At the same time, even civil rights groups opposed to Blum’s case are wary of Harvard’s push for more disclosure about his group’s membership. Significant First Amendment rights of association are in play. Civil rights groups have long fought similar efforts to force them to disclose their members out of very real fears for the safety of those members. In the 1950s, the state of Alabama tried to force the NAACP to disclose all its members as a way of keeping it from operating in the state. The Supreme Court ruled in 1958, in NAACP v. Alabama, that Alabama had overstepped its authority and that such a demand would suppress the NAACP’s members’ rights to associate.
Blum’s case is much different, and Harvard’s discovery requests involve whether his members even have the right to bring a discrimination case. Nonetheless, Jon Greenbaum, chief counsel for the civil rights group Lawyers Committee on Civil Rights Under Law, which represents African Americans and other ethnic minorities and has frequently opposed Blum’s lawsuits, says, “I’m on the same side [as Blum] in terms of the idea. We have run into these issues before where defendants want to dig down and get membership lists. It’s something we are resistant to.”
Greenbaum’s organization represented a group of minority Harvard students who tried to intervene in the SFFA case to represent students who they said would be harmed by the race-neutral policies SFFA was pushing. The effort failed, but Greenbaum says, unlike Blum, he had no trouble finding clients who were willing to be publicly identified as supporting affirmative action.
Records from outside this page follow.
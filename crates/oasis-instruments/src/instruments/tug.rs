use crate::Instrument;
use crate::scoring::{Band, Bound, Tier};

/// Timed-Up-and-Go (seconds), fall-risk bands.
pub struct TimedUpAndGo;

const BANDS: &[Band] = &[
    Band::new(Bound::Below(12.0), Tier::LowRisk),
    Band::new(Bound::Below(21.0), Tier::MediumRisk),
    Band::new(Bound::Otherwise, Tier::HighRisk),
];

impl Instrument for TimedUpAndGo {
    fn id(&self) -> &str {
        "tug"
    }

    fn name(&self) -> &str {
        "Teste TUG (Mobilidade e Equilíbrio)"
    }

    fn bands(&self) -> &[Band] {
        BANDS
    }
}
He understands Fisher’s complaints about harassment, which his clients have also suffered. “In a general way, conceptually, I have sympathy for what people go through when they put themselves on a complaint as plaintiffs in a case that’s going to get a lot of attention,” he said. “At the same time, if you’re going to create an organization that’s going to exist, and it’s purpose is to do a particular thing, the organization has to be real. It can’t just be lawyers and particular advocates like Ed Blum bringing this case. I think it’s strange to have a situation where nobody’s coming forward, where you don’t have an individual identifying themselves with the cause.”